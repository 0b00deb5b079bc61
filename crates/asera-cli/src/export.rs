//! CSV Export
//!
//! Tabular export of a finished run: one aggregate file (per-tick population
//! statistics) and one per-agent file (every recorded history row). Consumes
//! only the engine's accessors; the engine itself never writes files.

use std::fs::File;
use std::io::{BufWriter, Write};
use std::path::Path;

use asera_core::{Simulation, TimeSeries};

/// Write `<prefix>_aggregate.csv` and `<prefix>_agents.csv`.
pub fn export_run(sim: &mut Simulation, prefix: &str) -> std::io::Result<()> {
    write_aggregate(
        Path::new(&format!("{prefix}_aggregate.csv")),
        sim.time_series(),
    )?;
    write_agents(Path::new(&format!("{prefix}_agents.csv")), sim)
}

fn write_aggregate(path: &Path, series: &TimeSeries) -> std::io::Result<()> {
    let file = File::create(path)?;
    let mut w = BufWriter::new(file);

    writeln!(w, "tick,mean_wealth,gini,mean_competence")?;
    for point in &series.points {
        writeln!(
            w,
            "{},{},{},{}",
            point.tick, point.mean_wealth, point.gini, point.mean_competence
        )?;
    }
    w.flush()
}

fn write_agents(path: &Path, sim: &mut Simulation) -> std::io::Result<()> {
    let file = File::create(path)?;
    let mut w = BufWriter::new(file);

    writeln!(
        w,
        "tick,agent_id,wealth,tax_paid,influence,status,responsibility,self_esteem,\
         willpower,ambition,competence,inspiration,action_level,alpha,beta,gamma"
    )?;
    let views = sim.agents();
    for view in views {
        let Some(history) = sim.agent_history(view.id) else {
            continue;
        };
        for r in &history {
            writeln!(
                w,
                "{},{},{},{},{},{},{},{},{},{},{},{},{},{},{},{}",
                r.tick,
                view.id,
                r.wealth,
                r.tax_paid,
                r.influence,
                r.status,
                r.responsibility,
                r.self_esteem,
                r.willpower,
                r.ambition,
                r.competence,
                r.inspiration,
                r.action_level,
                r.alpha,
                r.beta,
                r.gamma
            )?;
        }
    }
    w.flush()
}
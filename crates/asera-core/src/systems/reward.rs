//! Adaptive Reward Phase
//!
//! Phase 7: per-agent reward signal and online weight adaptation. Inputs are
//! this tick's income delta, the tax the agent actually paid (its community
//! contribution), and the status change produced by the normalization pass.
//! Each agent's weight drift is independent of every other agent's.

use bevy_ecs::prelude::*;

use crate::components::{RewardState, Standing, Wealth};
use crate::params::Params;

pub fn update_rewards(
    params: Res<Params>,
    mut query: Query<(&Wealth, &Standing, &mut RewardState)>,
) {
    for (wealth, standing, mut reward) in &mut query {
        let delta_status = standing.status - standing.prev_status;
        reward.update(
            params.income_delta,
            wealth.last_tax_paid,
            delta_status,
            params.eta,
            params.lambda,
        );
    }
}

--------------------------------

• **WORK TO COMPLETE**
Taking the entries above, please repeat each one exactly.

• **TASK SOLUTION**
repository 0b00deb5b079bc61
filename crates/asera-cli/src/export.rs
//! CSV Export
//!
//! Tabular export of a finished run: one aggregate file (per-tick population
//! statistics) and one per-agent file (every recorded history row). Consumes
//! only the engine's accessors; the engine itself never writes files.

use std::fs::File;
use std::io::{BufWriter, Write};
use std::path::Path;

use asera_core::{Simulation, TimeSeries};

/// Write `<prefix>_aggregate.csv` and `<prefix>_agents.csv`.
pub fn export_run(sim: &mut Simulation, prefix: &str) -> std::io::Result<()> {
    write_aggregate(
        Path::new(&format!("{prefix}_aggregate.csv")),
        sim.time_series(),
    )?;
    write_agents(Path::new(&format!("{prefix}_agents.csv")), sim)
}

fn write_aggregate(path: &Path, series: &TimeSeries) -> std::io::Result<()> {
    let file = File::create(path)?;
    let mut w = BufWriter::new(file);

    writeln!(w, "tick,mean_wealth,gini,mean_competence")?;
    for point in &series.points {
        writeln!(
            w,
            "{},{},{},{}",
            point.tick, point.mean_wealth, point.gini, point.mean_competence
        )?;
    }
    w.flush()
}

fn write_agents(path: &Path, sim: &mut Simulation) -> std::io::Result<()> {
    let file = File::create(path)?;
    let mut w = BufWriter::new(file);

    writeln!(
        w,
        "tick,agent_id,wealth,tax_paid,influence,status,responsibility,self_esteem,\
         willpower,ambition,competence,inspiration,action_level,alpha,beta,gamma"
    )?;
    let views = sim.agents();
    for view in views {
        let Some(history) = sim.agent_history(view.id) else {
            continue;
        };
        for r in &history {
            writeln!(
                w,
                "{},{},{},{},{},{},{},{},{},{},{},{},{},{},{},{}",
                r.tick,
                view.id,
                r.wealth,
                r.tax_paid,
                r.influence,
                r.status,
                r.responsibility,
                r.self_esteem,
                r.willpower,
                r.ambition,
                r.competence,
                r.inspiration,
                r.action_level,
                r.alpha,
                r.beta,
                r.gamma
            )?;
        }
    }
    w.flush()
}
filename crates/asera-core/src/systems/reward.rs
//! Adaptive Reward Phase
//!
//! Phase 7: per-agent reward signal and online weight adaptation. Inputs are
//! this tick's income delta, the tax the agent actually paid (its community
//! contribution), and the status change produced by the normalization pass.
//! Each agent's weight drift is independent of every other agent's.

use bevy_ecs::prelude::*;

use crate::components::{RewardState, Standing, Wealth};
use crate::params::Params;

pub fn update_rewards(
    params: Res<Params>,
    mut query: Query<(&Wealth, &Standing, &mut RewardState)>,
) {
    for (wealth, standing, mut reward) in &mut query {
        let delta_status = standing.status - standing.prev_status;
        reward.update(
            params.income_delta,
            wealth.last_tax_paid,
            delta_status,
            params.eta,
            params.lambda,
        );
    }
}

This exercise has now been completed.